Six mois ont vite passé depuis la dernière fois que j'ai vu John. Je ne sais pas où il est allé, ni pourquoi, mais il me manque. Le lendemain de notre altercation, il a pris ses valises, et il a quitté la maison sans un mot, ni pour moi, ni pour les autres. Il nous a laissé dans l'ignorance. Son père en a bien profiter pour nous faire baver. Il nous maltraite et il ne nous paie plus nos trois dollars. On n'a pas assez à manger et le froid nous frigorifie la nuit. La faim nous rend moins efficace dans nos travails, et la saleté nous rend moins confortable. Cet homme nous prive de tout. Tout le monde réclame la venue de John, et des plans pour s'échapper commencent à se mettre en place. Plusieurs préféreraient empoisonner Barimore pour mettre fin à ces maltraitances, et d'autre préférerait prendre la fuite. Moi je suis pour la deuxième option. Je ne suis pas un tueur, et l'idée de tuer un homme que je déteste au plus profond de mon âme ne m'enchante pas. Ça provoquerait peut-être la venue de John, mais en quoi est-ce important ? On n'a rien à se dire, même si j'ai vraiment envie de savoir pourquoi il est parti comme un voleur. Je n'ai pas à lui poser cette question, car je me suis toujours enfui lorsqu'il s'agit de moi. Alors non, on n'a rien à se dire.

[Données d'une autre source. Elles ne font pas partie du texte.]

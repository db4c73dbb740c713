// SPDX-FileCopyrightText: 2026 Vouch Contributors
// SPDX-License-Identifier: MIT OR Apache-2.0

//! Database connection management with PRAGMA setup, WAL mode, and lifecycle.
//!
//! All access is serialized through tokio-rusqlite's single background
//! thread, which makes every query function atomic with respect to the rows
//! it touches. Do NOT create additional Connection instances for writes.

use std::path::Path;

use thiserror::Error;
use tokio_rusqlite::Connection;
use tracing::debug;
use vouch_core::VouchError;

use crate::migrations;

/// Error raised by the pragma-and-migrate closure run at open time.
///
/// The closure passed to `call` needs a single error type; this folds the
/// rusqlite pragma failures and the refinery migration failures into one.
#[derive(Debug, Error)]
enum SetupError {
    #[error(transparent)]
    Sqlite(#[from] rusqlite::Error),
    #[error(transparent)]
    Migration(#[from] refinery::Error),
}

/// Handle to the SQLite session store.
///
/// Cheap to clone; all clones share the single background writer thread.
#[derive(Clone)]
pub struct Database {
    conn: Connection,
}

impl Database {
    /// Open (creating if necessary) the database at `path`, apply PRAGMAs,
    /// and run pending migrations.
    pub async fn open(path: &str) -> Result<Self, VouchError> {
        if let Some(parent) = Path::new(path).parent()
            && !parent.as_os_str().is_empty()
        {
            std::fs::create_dir_all(parent).map_err(|e| VouchError::Storage {
                source: Box::new(e),
            })?;
        }

        let conn = Connection::open(path).await.map_err(|e| VouchError::Storage {
            source: Box::new(e),
        })?;

        conn.call(|conn| -> Result<(), SetupError> {
            conn.pragma_update(None, "journal_mode", "WAL")?;
            conn.pragma_update(None, "synchronous", "NORMAL")?;
            conn.pragma_update(None, "busy_timeout", 5000)?;
            conn.pragma_update(None, "foreign_keys", "ON")?;
            migrations::run_migrations(conn)?;
            Ok(())
        })
        .await
        .map_err(|e| VouchError::Storage {
            source: Box::new(e),
        })?;

        debug!(path, "session database opened");
        Ok(Self { conn })
    }

    /// The underlying tokio-rusqlite connection.
    pub fn connection(&self) -> &Connection {
        &self.conn
    }

    /// Close the database, flushing pending writes.
    pub async fn close(self) -> Result<(), VouchError> {
        self.conn.close().await.map_err(map_tr_err)
    }
}

/// Map a tokio-rusqlite error into the workspace error type.
///
/// Takes the default error parameter (`rusqlite::Error`), which also pins
/// the closure error type at the `call` sites in the query layer.
pub fn map_tr_err(e: tokio_rusqlite::Error) -> VouchError {
    VouchError::Storage {
        source: Box::new(e),
    }
}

L'avantage de ses six mois est que j'ai bien appris mon anglais. Ça fait désormais neuf mois que je suis en Amérique, et le temp à passer lentement, trop lentement, surtout ces six derniers mois. Au moins, je comprends quand on me parle, je parle très bien, même si j'ai encore de la difficulté avec quelques expressions et quelques mots. Maintenant je suis libre de rentrer chez moi. Je ne suis même pas obligé d'attendre que John revienne pour prendre mes clics et mes clacs, mais quelques parts, j'ai envie de l'entendre de sa bouche. J'ai envie de savoir s'il est prêt à me laisser partir. J'ai surtout besoin de savoir s'il est un homme de parole.

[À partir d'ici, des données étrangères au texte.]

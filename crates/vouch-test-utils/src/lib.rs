// SPDX-FileCopyrightText: 2026 Vouch Contributors
// SPDX-License-Identifier: MIT OR Apache-2.0

//! Test doubles for the Vouch trait seams.

pub mod mock_channel;
pub mod mock_notifier;

pub use mock_channel::MockReviewerChannel;
pub use mock_notifier::MockNotifier;
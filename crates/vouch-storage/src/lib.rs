// SPDX-FileCopyrightText: 2026 Vouch Contributors
// SPDX-License-Identifier: MIT OR Apache-2.0

//! SQLite session store for the Vouch approval gateway.
//!
//! Provides WAL-mode SQLite storage with embedded migrations, a
//! single-writer concurrency model via `tokio-rusqlite`, and typed
//! operations over pending reviewer sessions. Durability across process
//! restart is what lets an unacknowledged resume URL still be honored or
//! expired after a crash.

pub mod database;
pub mod migrations;
pub mod models;
pub mod queries;

pub use database::Database;
pub use models::*;
pub use queries::sessions::PromoteOutcome;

En attendant, notre plan de fuite est bien en marche. Dans deux semaine, Maïa qui s'est portée volontaire va empoisonner Barimore avant qu'on prenne la fuite. On prendra ses bijoux pour les revendre, ainsi, on pourra séparer l'argent pour rentrer chez nous. Par contre, il y a un gros problème. Plusieurs sont née au États-Unis et ne connaissent pas leur famille en Afrique, alors que feront-ils ? La plupart considère cette terre comme chez eux, car c'est là qu'ils sont nés, qu'ils ont grandi, alors où iront-ils ? Et ceux qui ne connais pas leur pays, que feront-ils une fois là-bas ? Plusieurs problèmes s'opposent dont celle de s'échapper sans se faire remarquer. Ce serait louche de voir un homme noir vendre des bijoux de valeur, d'autant plus que personne ne l'achèterait, on appellerait plutôt les autorités pour nous. On est presque sûr que cette partie du plan ne fonctionnera pas, alors que faire ? On est encore dans le brouillard. Le plus simple serait vraiment la venue de John.

Mais ce que Mboutu et tous les autres ignoraient, c'est que John reviendrait dans deux jours, et pas seul.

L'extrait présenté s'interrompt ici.